▶ What to produce: Write down, unchanged, the entries from the first line through the line holding "let temp_path = build_temp_path(target);". Include no other line.

▶ Stored dataset items:
/// Replace a catalog file atomically, keeping a timestamped copy of the old one
use chrono::Local;
use log::debug;
use serde::Serialize;
use std::fs::{self, OpenOptions};
use std::io::{self, Write};
use std::path::{Path, PathBuf};

#[derive(Debug, Serialize, Clone)]
#[serde(rename_all = "camelCase")]
pub struct BackupOutcome {
    pub backup_path: Option<PathBuf>,
    pub final_path: PathBuf,
}

#[derive(Debug, thiserror::Error)]
pub enum BackupError {
    #[error("{0}")]
    Io(#[from] io::Error),
    #[error("Failed to create backup of {}: {message}", .path.display())]
    BackupCreate { path: PathBuf, message: String },
}

/// Write `contents` to a sibling temp file, then rename it over `target`.
/// With `keep_backup`, an existing target is first copied to
/// `<name>.bak.<timestamp>`.
pub fn backup_and_swap(
    target: &Path,
    contents: &[u8],
    keep_backup: bool,
) -> Result<BackupOutcome, BackupError> {
    let parent = match target.parent() {
        Some(parent) if !parent.as_os_str().is_empty() => parent.to_path_buf(),
        _ => PathBuf::from("."),
    };
    fs::create_dir_all(&parent)?;

    let backup_path = if keep_backup && target.exists() {
        let candidate = backup_path_for(target, &parent);
        fs::copy(target, &candidate).map_err(|err| BackupError::BackupCreate {
            path: target.to_path_buf(),
            message: err.to_string(),
        })?;
        debug!("backed up {} to {}", target.display(), candidate.display());
        Some(candidate)
    } else {
        None
    };

    let temp_path = build_temp_path(target);
    let written = write_synced(&temp_path, contents).and_then(|_| replace(&temp_path, target));
    if let Err(err) = written {
        let _ = fs::remove_file(&temp_path);
        return Err(BackupError::Io(err));
    }

    Ok(BackupOutcome {
        backup_path,
        final_path: target.to_path_buf(),
    })
}

fn write_synced(path: &Path, contents: &[u8]) -> io::Result<()> {
    let mut file = OpenOptions::new()
        .create(true)
        .write(true)
        .truncate(true)
        .open(path)?;
    file.write_all(contents)?;
    file.sync_all()
}

#[cfg(target_os = "windows")]
fn replace(temp_path: &Path, target: &Path) -> io::Result<()> {
    match fs::rename(temp_path, target) {
        Err(err) if err.kind() == io::ErrorKind::AlreadyExists => {
            fs::remove_file(target)?;
            fs::rename(temp_path, target)
        }
        other => other,
    }
}

#[cfg(not(target_os = "windows"))]
fn replace(temp_path: &Path, target: &Path) -> io::Result<()> {
    fs::rename(temp_path, target)
}

fn backup_path_for(target: &Path, parent: &Path) -> PathBuf {
    let timestamp = Local::now().format("%Y%m%d%H%M%S");
    let name = target
        .file_name()
        .map(|name| name.to_string_lossy().into_owned())
        .unwrap_or_else(|| "catalog".into());
    let mut candidate = parent.join(format!("{name}.bak.{timestamp}"));
    let mut attempt = 1;
    while candidate.exists() {
        candidate = parent.join(format!("{name}.bak.{timestamp}.{attempt}"));
        attempt += 1;
    }
    candidate
}

fn build_temp_path(target: &Path) -> PathBuf {
    let mut temp = target.to_path_buf();
    let suffix = format!(".tmp.{}", std::process::id());
    match temp.file_name() {
        Some(name) => {
            let mut os_string = name.to_os_string();
            os_string.push(suffix);
            temp.set_file_name(os_string);
        }
        None => temp.push(format!("catalog{suffix}")),
    }
    temp
}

▶ Solution to this problem:
/// Replace a catalog file atomically, keeping a timestamped copy of the old one
use chrono::Local;
use log::debug;
use serde::Serialize;
use std::fs::{self, OpenOptions};
use std::io::{self, Write};
use std::path::{Path, PathBuf};

#[derive(Debug, Serialize, Clone)]
#[serde(rename_all = "camelCase")]
pub struct BackupOutcome {
    pub backup_path: Option<PathBuf>,
    pub final_path: PathBuf,
}

#[derive(Debug, thiserror::Error)]
pub enum BackupError {
    #[error("{0}")]
    Io(#[from] io::Error),
    #[error("Failed to create backup of {}: {message}", .path.display())]
    BackupCreate { path: PathBuf, message: String },
}

/// Write `contents` to a sibling temp file, then rename it over `target`.
/// With `keep_backup`, an existing target is first copied to
/// `<name>.bak.<timestamp>`.
pub fn backup_and_swap(
    target: &Path,
    contents: &[u8],
    keep_backup: bool,
) -> Result<BackupOutcome, BackupError> {
    let parent = match target.parent() {
        Some(parent) if !parent.as_os_str().is_empty() => parent.to_path_buf(),
        _ => PathBuf::from("."),
    };
    fs::create_dir_all(&parent)?;

    let backup_path = if keep_backup && target.exists() {
        let candidate = backup_path_for(target, &parent);
        fs::copy(target, &candidate).map_err(|err| BackupError::BackupCreate {
            path: target.to_path_buf(),
            message: err.to_string(),
        })?;
        debug!("backed up {} to {}", target.display(), candidate.display());
        Some(candidate)
    } else {
        None
    };

    let temp_path = build_temp_path(target);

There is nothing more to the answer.